Cuantas veces he regresado a La Gomera en los últimos años he intentado acercarme lo más posible al potaje descrito entonces por don Andrés en Casa Conchita, en Arure, una amable empresa familiar que creo que ya cerró sus puertas. No sé si era por lo cerca que yo me sentía de los predios de don Virgilio en el comedor de Conchita y de los deliciosos ingredientes del almuerzo relatado en su día por don Andrés de Lorenzo-Cáceres, lo cierto es que saboreaba los potajes de esa gran señora de Arure como si se tratara del manjar más apetecido, exquisito e idealizado a lo largo de toda una época.


Algo parecido me pasó hace dos años en el parador de Almagro, donde pude degustar la comida castellano-manchega aludida en las páginas del Quijote y que tanta resonancia mantuvo en mi memoria de lector temprano de la obra de Cervantes.
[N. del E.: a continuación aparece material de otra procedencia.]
//! Method bridge
//!
//! The named-method surface of the channel: a [`MethodCall`] carries a
//! method name and a map of arguments, and [`Bridge::handle`] turns it into
//! a registry operation whose outcome is encoded as a [`Value`].
//!
//! | Method           | Arguments            | Result                    |
//! |------------------|----------------------|---------------------------|
//! | `openReadStream` | `uri`                | `Bool(true)`              |
//! | `getFileSize`    | `uri`                | `Int`                     |
//! | `readChunk`      | `uri`, `size` (opt.) | `Bytes`, `Null` at EOF    |
//! | `closeStream`    | `uri`                | `Bool(true)`              |

pub mod dispatch;
pub mod method;
pub mod value;

pub use dispatch::Bridge;
pub use method::{Method, MethodCall, ARG_SIZE, ARG_URI};
pub use value::Value;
Durante dos días estuve encerrado en el magnífico comedor de ese establecimiento agotando su literaria carta de "duelos y quebrantos", perdices rojas estofadas, migas serranas -hace unas semanas, Rafael Alonso Solís me recordaba otras migas regadas con manzanilla que consumíamos en un bajo del barrio madrileño de Malasaña, en un local llamado "La carcelera", donde yo acudía en los años ochenta del siglo pasado, acompañado de mi buen amigo Patricio Olivera, a oír flamenco de verdad-, huevos con pisto manchego, lentejas posaderas y otras nostalgias del buen yantar del caballero y del escudero. Yo asistía a un congreso sobre el V Centenario de la publicación de la primera parte del Quijote y me escondía de mis colegas a mediodía y por la noche para abarcar lo más posible la oferta gastronómica de ese parador mágico que me transportaba en el tiempo a las casas castellanas y a los figones manchegos a regar con buen vino tinto de Almansa las viandas de los caminantes cervantinos.


Poseemos una memoria culinaria de la que no podemos desprendernos y a medida que cumplimos años vamos valorando cada vez más la buena cocina, que no tiene por qué relacionarse siempre con esa cocina de élite que ahora tanto se lleva.


Eso sí: comer bien y poco y nunca dejar de disfrutar de la ebriedad de la vida, del conocimiento y de la fornicación. La frase de Antonio Escohotado permite varias y ricas lecturas.